[Stored records]
--

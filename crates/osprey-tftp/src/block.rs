//! Block-number arithmetic.
//!
//! Block numbers are 16 bits on the wire and wrap from 65535 back to 0, so
//! sequencing is done modulo 65536 rather than with plain comparisons.

const MODULUS: u32 = 1 << 16;

/// The block that follows `block`.
pub fn next(block: u16) -> u16 {
    ((u32::from(block) + 1) % MODULUS) as u16
}

/// The block that precedes `block`.
pub fn previous(block: u16) -> u16 {
    ((u32::from(block) + MODULUS - 1) % MODULUS) as u16
}

#[cfg(test)]
mod tests {
    use super::*;

    #[test]
    fn next_wraps_to_zero() {
        assert_eq!(next(0), 1);
        assert_eq!(next(65534), 65535);
        assert_eq!(next(65535), 0);
    }

    #[test]
    fn previous_wraps_to_max() {
        assert_eq!(previous(1), 0);
        assert_eq!(previous(0), 65535);
        assert_eq!(previous(next(65535)), 65535);
    }
}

--

◆ **WHAT THE TASK ASKS**
Return all of the data above, keeping every line exactly as it appears.

◆ **RESULT OF THE TASK**
filename crates/osprey-tftp/src/block.rs
//! Block-number arithmetic.
//!
//! Block numbers are 16 bits on the wire and wrap from 65535 back to 0, so
//! sequencing is done modulo 65536 rather than with plain comparisons.

const MODULUS: u32 = 1 << 16;

/// The block that follows `block`.
pub fn next(block: u16) -> u16 {
    ((u32::from(block) + 1) % MODULUS) as u16
}

/// The block that precedes `block`.
pub fn previous(block: u16) -> u16 {
    ((u32::from(block) + MODULUS - 1) % MODULUS) as u16
}

#[cfg(test)]
mod tests {
    use super::*;

    #[test]
    fn next_wraps_to_zero() {
        assert_eq!(next(0), 1);
        assert_eq!(next(65534), 65535);
        assert_eq!(next(65535), 0);
    }

    #[test]
    fn previous_wraps_to_max() {
        assert_eq!(previous(1), 0);
        assert_eq!(previous(0), 65535);
        assert_eq!(previous(next(65535)), 65535);
    }
}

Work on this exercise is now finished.